Information given —
* * *
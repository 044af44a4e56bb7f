//! Function application

use crate::context::EvalContext;
use crate::environment::Frame;
use crate::error::{EvalError, Result};
use crate::value::{type_name, BuiltinFn, ClosureValue, Value};

use super::dispatch;

/// Call a value with already-evaluated arguments.
///
/// # Errors
///
/// Returns `NotCallable` if the value is not callable and
/// `ArityMismatch` if the argument count doesn't match.
pub fn apply(callee: Value, args: Vec<Value>, ctx: &EvalContext) -> Result<Value> {
    match callee {
        Value::Builtin(f) => call_builtin(&f, &args),
        Value::Closure(c) => call_closure(&c, args, ctx),
        other => Err(EvalError::NotCallable {
            kind: type_name(&other).to_string(),
        }),
    }
}

fn call_builtin(builtin: &BuiltinFn, args: &[Value]) -> Result<Value> {
    if builtin.arity >= 0 && args.len() != builtin.arity as usize {
        return Err(EvalError::ArityMismatch {
            name: builtin.name.clone(),
            expected: builtin.arity as usize,
            got: args.len(),
        });
    }
    (builtin.func)(args).map_err(|message| EvalError::Builtin {
        name: builtin.name.clone(),
        message,
    })
}

fn call_closure(closure: &ClosureValue, args: Vec<Value>, ctx: &EvalContext) -> Result<Value> {
    if args.len() != closure.params.len() {
        return Err(EvalError::ArityMismatch {
            name: "lambda".to_string(),
            expected: closure.params.len(),
            got: args.len(),
        });
    }

    // Track call depth (stack overflow protection)
    ctx.enter_call()?;

    // Bind parameters over the captured chain
    let mut builder = Frame::builder(closure.params.len(), closure.env.head().cloned());
    for (param, arg) in closure.params.iter().zip(args.into_iter()) {
        builder.push_lexical(param.clone(), arg);
    }
    let env = closure.env.extend(builder.finish());

    let mut result = Ok(Value::Nil);
    for form in closure.body.iter() {
        result = dispatch(form, &env, ctx);
        if result.is_err() {
            break;
        }
    }

    ctx.exit_call();
    result
}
* * *
Your instructions — Across the whole listing above, state how many lines contain "dispatch". Only the number is wanted.

Solution for this problem — 2